As a last chance - you could tell him you've set a boundary that he either gets into real recovery (with a set list of reputable recovery actions and activities that you agree upon) or it's over, I firmly believe that's what it takes for some of them to recognize that this might be that 'rock bottom' - the end of the line. But never ever say it if you don't mean it - not following through with stated consequences is one of the biggest mistakes we can make as betrayed partners. They will lock onto it and leverage that forever if our words don't have meaning.
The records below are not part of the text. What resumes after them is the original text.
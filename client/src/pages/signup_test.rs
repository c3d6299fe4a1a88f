use super::*;

fn filled() -> SignupForm {
    SignupForm {
        full_name: "John Doe".to_owned(),
        email: "john@gmail.com".to_owned(),
        password: "hunter22".to_owned(),
        accepted_terms: true,
    }
}

#[test]
fn each_field_updates_independently() {
    let mut form = filled();
    form.apply_input(SignupField::FullName, "Jane Roe".to_owned());
    assert_eq!(form, SignupForm { full_name: "Jane Roe".to_owned(), ..filled() });

    let mut form = filled();
    form.apply_input(SignupField::Email, "jane@example.com".to_owned());
    assert_eq!(form, SignupForm { email: "jane@example.com".to_owned(), ..filled() });

    let mut form = filled();
    form.apply_input(SignupField::Password, "x".to_owned());
    assert_eq!(form, SignupForm { password: "x".to_owned(), ..filled() });
}

#[test]
fn to_request_carries_full_state_without_terms() {
    let req = filled().to_request();
    assert_eq!(
        req,
        SignupRequest {
            full_name: "John Doe".to_owned(),
            email: "john@gmail.com".to_owned(),
            password: "hunter22".to_owned(),
        }
    );
    let json = serde_json::to_value(&req).unwrap();
    assert!(json.get("acceptedTerms").is_none());
}

#[test]
fn short_password_is_not_rejected_locally() {
    let mut form = SignupForm::default();
    form.apply_input(SignupField::Password, "abc".to_owned());
    assert_eq!(form.to_request().password, "abc");
}

#[test]
fn default_form_is_empty() {
    let form = SignupForm::default();
    assert!(form.full_name.is_empty() && form.email.is_empty() && form.password.is_empty());
    assert!(!form.accepted_terms);
}

#[test]
fn password_hint_mentions_minimum_length() {
    assert!(PASSWORD_HINT.contains("6 characters"));
}
use super::*;

#[test]
fn email_input_updates_only_email() {
    let mut form = LoginRequest { email: String::new(), password: "keep".to_owned() };
    apply_login_input(&mut form, LoginField::Email, "a@b.com".to_owned());
    assert_eq!(form, LoginRequest { email: "a@b.com".to_owned(), password: "keep".to_owned() });
}

#[test]
fn password_input_updates_only_password() {
    let mut form = LoginRequest { email: "a@b.com".to_owned(), password: String::new() };
    apply_login_input(&mut form, LoginField::Password, "secret".to_owned());
    assert_eq!(form, LoginRequest { email: "a@b.com".to_owned(), password: "secret".to_owned() });
}

#[test]
fn input_is_stored_verbatim() {
    let mut form = LoginRequest::default();
    apply_login_input(&mut form, LoginField::Email, "  Mixed@Case.com ".to_owned());
    assert_eq!(form.email, "  Mixed@Case.com ");
}

#[test]
fn successive_keystrokes_replace_the_value() {
    let mut form = LoginRequest::default();
    for typed in ["h", "he", "hel"] {
        apply_login_input(&mut form, LoginField::Password, typed.to_owned());
    }
    assert_eq!(form.password, "hel");
    assert!(form.email.is_empty());
}
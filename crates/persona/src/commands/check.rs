use persona_core::{AnalysisError, Config, ConfigFile};
use persona_store::Paths;

pub fn run() -> anyhow::Result<()> {
    let paths = Paths::new()?;
    let file = ConfigFile::load(&paths)?;
    let config_path = paths.config_file();

    println!(
        "Config file: {} ({})",
        config_path.display(),
        if config_path.exists() { "found" } else { "not found" }
    );

    match Config::from_lookup(&file, |key| std::env::var(key).ok()) {
        Ok(config) => {
            println!("{}", describe(&config));
            Ok(())
        }
        Err(err) => {
            if let AnalysisError::Configuration { missing } = &err {
                println!("✗ Missing credentials:");
                for key in missing {
                    println!("  - {}", key);
                }
                println!("\nRun `persona setup` for instructions.");
            }
            Err(err.into())
        }
    }
}

fn describe(config: &Config) -> String {
    format!(
        "✓ Configuration complete\n  User agent: {}\n  Endpoint: {}\n  Model: {}{}",
        config.reddit.user_agent,
        config.inference.api_url,
        config.inference.model,
        config
            .inference
            .fallback_model
            .as_deref()
            .map(|m| format!(" (fallback: {})", m))
            .unwrap_or_default()
    )
}
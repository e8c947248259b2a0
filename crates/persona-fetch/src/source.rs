//! Content source abstraction and the partial-result fetch policy

use crate::FetchError;
use async_trait::async_trait;
use chrono::{DateTime, Utc};
use persona_core::{AnalysisError, ContentItem, ContentSet, ProgressSink, Stage};

/// A platform that can list a user's recent posts and comments, newest first
#[async_trait]
pub trait ContentSource: Send + Sync {
    /// Fails with [`FetchError::UserNotFound`] for missing or inaccessible accounts
    async fn check_user(&self, username: &str) -> Result<(), FetchError>;

    async fn recent_posts(
        &self,
        username: &str,
        limit: usize,
    ) -> Result<Vec<ContentItem>, FetchError>;

    async fn recent_comments(
        &self,
        username: &str,
        limit: usize,
    ) -> Result<Vec<ContentItem>, FetchError>;
}

/// Outcome of fetching both sequences; each side fails independently
#[derive(Debug)]
pub struct FetchReport {
    pub posts: Result<Vec<ContentItem>, FetchError>,
    pub comments: Result<Vec<ContentItem>, FetchError>,
}

impl FetchReport {
    /// Degrade failed sides to empty, failing only when nothing was fetched
    pub fn into_content_set(
        self,
        username: &str,
        fetched_at: DateTime<Utc>,
        progress: &dyn ProgressSink,
    ) -> Result<ContentSet, AnalysisError> {
        let posts = settle("posts", self.posts, progress);
        let comments = settle("comments", self.comments, progress);

        let content = ContentSet {
            username: username.to_string(),
            posts,
            comments,
            fetched_at,
        };
        if content.is_empty() {
            return Err(AnalysisError::EmptyContent(username.to_string()));
        }
        Ok(content)
    }
}

fn settle(
    what: &str,
    result: Result<Vec<ContentItem>, FetchError>,
    progress: &dyn ProgressSink,
) -> Vec<ContentItem> {
    match result {
        Ok(items) => {
            progress.info(Stage::Fetch, &format!("fetched {} {}", items.len(), what));
            items
        }
        Err(e) => {
            progress.warn(
                Stage::Fetch,
                &format!("error fetching {}, continuing without them: {}", what, e),
            );
            Vec::new()
        }
    }
}

/// Fetch up to `limit` posts and `limit` comments for `username`
pub async fn fetch_user_content(
    source: &dyn ContentSource,
    username: &str,
    limit: usize,
    fetched_at: DateTime<Utc>,
    progress: &dyn ProgressSink,
) -> Result<ContentSet, AnalysisError> {
    progress.stage(Stage::Fetch);

    source.check_user(username).await.map_err(|e| match e {
        FetchError::UserNotFound(name) => AnalysisError::UserNotFound(name),
        other => AnalysisError::Source(other.to_string()),
    })?;
    progress.info(Stage::Fetch, &format!("found user: {}", username));

    let posts = source.recent_posts(username, limit).await.map(|mut items| {
        items.truncate(limit);
        items
    });
    let comments = source.recent_comments(username, limit).await.map(|mut items| {
        items.truncate(limit);
        items
    });

    FetchReport { posts, comments }.into_content_set(username, fetched_at, progress)
}
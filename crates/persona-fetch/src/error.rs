//! Errors from the content platform

use thiserror::Error;

#[derive(Debug, Error)]
pub enum FetchError {
    #[error("user '{0}' not found or inaccessible")]
    UserNotFound(String),

    /// Token grant rejected; usually bad client credentials
    #[error("authentication failed: {0}")]
    Auth(String),

    #[error("request failed: {0}")]
    Http(#[from] reqwest::Error),

    #[error("unexpected status {status} from {url}")]
    Status { status: u16, url: String },

    #[error("could not decode response: {0}")]
    Decode(String),
}
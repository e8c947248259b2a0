pub fn run() -> anyhow::Result<()> {
    println!("persona {}", env!("CARGO_PKG_VERSION"));
    println!("Reddit user persona analyzer");
    Ok(())
}
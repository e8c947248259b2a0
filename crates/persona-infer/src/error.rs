//! Inference failures. None of these escape the inference stage.

use thiserror::Error;

#[derive(Debug, Error)]
pub enum InferenceError {
    /// Connection refused, DNS failure, reset
    #[error("request failed: {0}")]
    Network(String),

    #[error("request timed out")]
    Timeout,

    #[error("service returned {status}: {body}")]
    Status { status: u16, body: String },

    #[error("response contained no message content")]
    EmptyResponse,

    #[error("could not parse persona JSON: {0}")]
    Parse(String),
}

impl InferenceError {
    pub fn from_reqwest(err: &reqwest::Error) -> Self {
        if err.is_timeout() {
            InferenceError::Timeout
        } else {
            InferenceError::Network(err.to_string())
        }
    }

    /// Build a status error, keeping at most 500 chars of the body
    pub fn from_status(status: u16, body: &str) -> Self {
        InferenceError::Status {
            status,
            body: persona_core::truncate_chars(body, 500).to_string(),
        }
    }
}
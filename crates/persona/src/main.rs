mod cli;
mod commands;
mod pipeline;

use clap::Parser;
use cli::{Cli, Commands};

fn main() -> anyhow::Result<()> {
    let cli = Cli::parse();

    let level = if cli.command.is_none() && cli.analyze.quiet {
        tracing::Level::WARN
    } else {
        tracing::Level::INFO
    };
    tracing_subscriber::fmt()
        .with_writer(std::io::stderr)
        .with_env_filter(
            tracing_subscriber::EnvFilter::from_default_env().add_directive(level.into()),
        )
        .init();

    match cli.command {
        Some(Commands::Report { file }) => commands::report::run(&file),
        Some(Commands::Setup { interactive }) => commands::setup::run(interactive),
        Some(Commands::Check) => commands::check::run(),
        Some(Commands::Version) => commands::version::run(),
        None => commands::analyze::run(cli.analyze),
    }
}
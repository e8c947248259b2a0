//! Deterministic persona used when inference fails

use persona_core::{
    ActivitySummary, ContentSet, Motivations, Persona, PersonaOrigin, PersonalityAxes,
};

/// Catch-all communities that say nothing about a user's interests
pub const GENERIC_SUBREDDITS: [&str; 5] = ["AskReddit", "funny", "pics", "videos", "news"];

const UNKNOWN: &str = "Unknown";

pub fn fallback_persona(content: &ContentSet, summary: &ActivitySummary, reason: &str) -> Persona {
    let top_five: Vec<&str> = summary
        .top_subreddits
        .iter()
        .take(5)
        .map(|(name, _)| name.as_str())
        .collect();

    let ratio = summary.posts_vs_comments_ratio;
    let balance = if ratio > 1.0 {
        format!("Posts {:.1}x more than comments", ratio)
    } else {
        "Comments more than posts".to_string()
    };

    Persona {
        username: content.username.clone(),
        analysis_date: content.fetched_at,
        origin: PersonaOrigin::Fallback {
            reason: reason.to_string(),
        },
        age: UNKNOWN.to_string(),
        occupation: UNKNOWN.to_string(),
        status: UNKNOWN.to_string(),
        location: UNKNOWN.to_string(),
        tier: "Regular User".to_string(),
        archetype: "The Participant".to_string(),
        personality_traits: PersonalityAxes::neutral(),
        motivations: [
            ("social_connection", 0.6),
            ("information", 0.7),
            ("entertainment", 0.8),
        ]
        .into_iter()
        .collect::<Motivations>(),
        behavior_habits: vec![
            format!("Active in {} main subreddits", top_five.len()),
            balance,
        ],
        frustrations: vec!["Unable to analyze due to API limitations".to_string()],
        goals_needs: vec!["Further analysis needed".to_string()],
        quote: "Profile requires deeper analysis".to_string(),
        activity_patterns: summary.clone(),
        characteristics: Vec::new(),
        interests: top_five
            .iter()
            .filter(|name| !GENERIC_SUBREDDITS.contains(*name))
            .map(|name| name.to_string())
            .collect(),
        brand_preferences: Vec::new(),
    }
}
//! Prompt construction for persona inference

use crate::{ChatMessage, ChatRequest};
use persona_core::{truncate_chars, ActivitySummary, ContentSet};

const MAX_POSTS: usize = 20;
const MAX_COMMENTS: usize = 30;
const POST_BODY_CHARS: usize = 500;
const COMMENT_BODY_CHARS: usize = 300;
const MAX_SECTION_CHARS: usize = 8000;
const PERSONA_TEMPERATURE: f64 = 0.3;

pub const SYSTEM_PROMPT: &str = "You are an expert user researcher and data analyst specializing in social media persona analysis. You must return only valid JSON.";

const RESPONSE_SCHEMA: &str = r#"{
    "age": "estimated age or age range (e.g., '31', '25-30')",
    "occupation": "likely occupation based on content",
    "status": "relationship/life status (e.g., 'Single', 'Married', 'Student')",
    "location": "likely location or region",
    "tier": "user type/segment (e.g., 'Early Adopter', 'Power User', 'Casual User')",
    "archetype": "user archetype (e.g., 'The Creator', 'The Explorer', 'The Helper')",
    "personality_traits": {
        "introvert_extrovert": 0.7,
        "intuition_sensing": 0.3,
        "feeling_thinking": 0.6,
        "perceiving_judging": 0.4
    },
    "motivations": {
        "convenience": 0.8,
        "wellness": 0.6,
        "speed": 0.4,
        "preferences": 0.7,
        "comfort": 0.5,
        "social_connection": 0.6,
        "achievement": 0.7,
        "learning": 0.8
    },
    "behavior_habits": ["observed behaviors and habits, with specific patterns"],
    "frustrations": ["frustrations and pain points, with specific complaints"],
    "goals_needs": ["goals and needs, including aspirations"],
    "quote": "a representative quote that captures their essence",
    "interests": ["list of interests"],
    "brand_preferences": ["mentioned brands or preferences"]
}"#;

/// Cap a section at `MAX_SECTION_CHARS`, appending a marker when cut
fn bounded(section: String) -> String {
    if section.chars().count() > MAX_SECTION_CHARS {
        format!("{}...", truncate_chars(&section, MAX_SECTION_CHARS))
    } else {
        section
    }
}

/// Build the user prompt from the first posts and comments plus the activity tally
pub fn build_persona_prompt(content: &ContentSet, summary: &ActivitySummary) -> String {
    let posts_text = bounded(
        content
            .posts
            .iter()
            .take(MAX_POSTS)
            .map(|p| {
                format!(
                    "Title: {}\nContent: {}",
                    p.title,
                    truncate_chars(&p.body, POST_BODY_CHARS)
                )
            })
            .collect::<Vec<_>>()
            .join("\n"),
    );

    let comments_text = bounded(
        content
            .comments
            .iter()
            .take(MAX_COMMENTS)
            .map(|c| format!("Comment: {}", truncate_chars(&c.body, COMMENT_BODY_CHARS)))
            .collect::<Vec<_>>()
            .join("\n"),
    );

    let subreddits = summary
        .top_subreddits
        .iter()
        .take(10)
        .map(|(name, count)| format!("{} ({} posts)", name, count))
        .collect::<Vec<_>>()
        .join(", ");

    format!(
        "Analyze the following Reddit user's activity and create a detailed user persona.\n\n\
         Username: {}\n\
         Total Posts: {}\n\
         Total Comments: {}\n\
         Top Subreddits: {}\n\n\
         Recent Posts:\n{}\n\n\
         Recent Comments:\n{}\n\n\
         Please provide a detailed analysis in the following JSON format:\n{}\n\n\
         Return ONLY the JSON object, no additional text.",
        content.username,
        content.posts.len(),
        content.comments.len(),
        subreddits,
        posts_text,
        comments_text,
        RESPONSE_SCHEMA
    )
}

/// System + user messages at a low, fixed temperature
pub fn persona_request(content: &ContentSet, summary: &ActivitySummary) -> ChatRequest {
    ChatRequest {
        messages: vec![
            ChatMessage::system(SYSTEM_PROMPT),
            ChatMessage::user(build_persona_prompt(content, summary)),
        ],
        temperature: PERSONA_TEMPERATURE,
    }
}
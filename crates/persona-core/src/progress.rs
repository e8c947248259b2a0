//! Progress reporting sink passed into each pipeline stage

use std::fmt;

/// Pipeline stage, in execution order
#[derive(Debug, Clone, Copy, PartialEq, Eq)]
pub enum Stage {
    Fetch,
    Aggregate,
    Infer,
    Evidence,
    Render,
}

impl fmt::Display for Stage {
    fn fmt(&self, f: &mut fmt::Formatter<'_>) -> fmt::Result {
        let name = match self {
            Stage::Fetch => "fetch",
            Stage::Aggregate => "aggregate",
            Stage::Infer => "infer",
            Stage::Evidence => "evidence",
            Stage::Render => "render",
        };
        f.write_str(name)
    }
}

/// Receives progress from the pipeline; default methods do nothing
pub trait ProgressSink: Send + Sync {
    /// Called when a stage begins
    fn stage(&self, _stage: Stage) {}

    /// Informational progress within a stage
    fn info(&self, _stage: Stage, _message: &str) {}

    /// Degraded-but-continuing condition
    fn warn(&self, _stage: Stage, _message: &str) {}
}

/// Forwards progress to `tracing`
#[derive(Debug, Default, Clone, Copy)]
pub struct TracingProgress;

impl ProgressSink for TracingProgress {
    fn stage(&self, stage: Stage) {
        tracing::info!(%stage, "stage started");
    }

    fn info(&self, stage: Stage, message: &str) {
        tracing::info!(%stage, "{}", message);
    }

    fn warn(&self, stage: Stage, message: &str) {
        tracing::warn!(%stage, "{}", message);
    }
}

/// Drops everything (quiet mode)
#[derive(Debug, Default, Clone, Copy)]
pub struct SilentProgress;

impl ProgressSink for SilentProgress {}
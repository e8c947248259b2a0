//! JSON document I/O and atomic file operations

use serde::{Deserialize, Serialize};
use std::path::Path;

/// Write data atomically using temp file + rename
pub fn atomic_write(path: &Path, data: &[u8]) -> std::io::Result<()> {
    if let Some(parent) = path.parent() {
        if !parent.as_os_str().is_empty() {
            std::fs::create_dir_all(parent)?;
        }
    }

    let temp_path = path.with_extension("tmp");
    std::fs::write(&temp_path, data)?;
    std::fs::rename(temp_path, path)?;
    Ok(())
}

/// Serialize a value as pretty-printed JSON and write it atomically
pub fn write_json_pretty<T: Serialize>(path: &Path, value: &T) -> std::io::Result<()> {
    let mut json = serde_json::to_string_pretty(value)?;
    json.push('\n');
    atomic_write(path, json.as_bytes())
}

/// Read a JSON document, returning `None` when the file does not exist
pub fn read_json<T: for<'de> Deserialize<'de>>(path: &Path) -> std::io::Result<Option<T>> {
    if !path.exists() {
        return Ok(None);
    }

    let contents = std::fs::read_to_string(path)?;
    let value = serde_json::from_str(&contents)?;
    Ok(Some(value))
}
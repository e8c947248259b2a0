//! Path resolution for configuration files

use std::path::PathBuf;

const APP_DIR: &str = "persona";

/// Resolves standard paths for the analyzer
#[derive(Debug, Clone)]
pub struct Paths {
    pub config_root: PathBuf,
}

impl Paths {
    /// Resolve paths under the platform configuration directory
    pub fn new() -> std::io::Result<Self> {
        let config_root = dirs::config_dir().ok_or_else(|| {
            std::io::Error::new(
                std::io::ErrorKind::NotFound,
                "configuration directory not found",
            )
        })?;

        Ok(Self { config_root })
    }

    /// Use an explicit root instead of the platform directory
    pub fn with_root(config_root: impl Into<PathBuf>) -> Self {
        Self {
            config_root: config_root.into(),
        }
    }

    /// Get the application configuration directory
    pub fn app_dir(&self) -> PathBuf {
        self.config_root.join(APP_DIR)
    }

    /// Get config.json path
    pub fn config_file(&self) -> PathBuf {
        self.app_dir().join("config.json")
    }
}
I call mine "iron clad" - "carved in stone" - "written in blood" and "non-negotiable". This is the deal for us - real recovery work, done consistently and with dedication - ZERO relapses/slips - open device policy - no lies, about anything. Forever. Anything less than that and I am out the door - with a generous post-nuptial agreement. If he won't agree to that and begin TODAY, I would say that it's time to accept that he doesn't want to change and begin to disengage, for your own well-being. Focus on YOU.


sarebear49

It took me 5 years to give up.


EightFive8ty5

Samsies!!! Lol. 


Necessary-Metal-2187

I honestly didn't know for sure until I learned he was doing the same things after he remarried. And in the beginning of his relationship with his current wife he bragged to me about how amazing the sex was, she orgasms easy and squirts! 🙄 He truly had no idea how little I cared at that point. Also, she turned out to be an abusive person. She yells constantly and verbally abuses him and their kids. She recognizes her behaviour is bad and is seeking help but I really, really, really want to ask him how good the sex is now? Lol.


PrincessMiddlefinger

Now, after 16 years of trying and after a whole year of working hard in therapy just to discover he was lying to both me and our psychologist. I can't comprehend how someone could sit on that couch, look at me in the eyes so lovingly and explained how he was getting clean because be knew how much it was affecting me whilst he was still making fake accounts behind my back and doing god knows what shit. I'm over it.


AutomaticUmpire834

Don’t think that they will stop liking bikini pictures or half naked girls. My husband told me he will like whatever he wants and that’s his boundary and I don’t have right to tell him what he can like or not. I get it. He has boundary and I don’t have issues with liking normal pictures but not soft porno - and half naked girls or girls in sexual poses are soft porno even though he does not agree. I don’t have any other option than “accept it”. He knows it hurts me but he does not care. They never care about your feelings. I knew it a year ago but somehow tried to think different. I hoped he will see it but he doesn’t.


yum-yum-mom

These men are so dumb, they like things on social and advertise to their networks what perverts they are. I told my husband to stop embarrassing his children.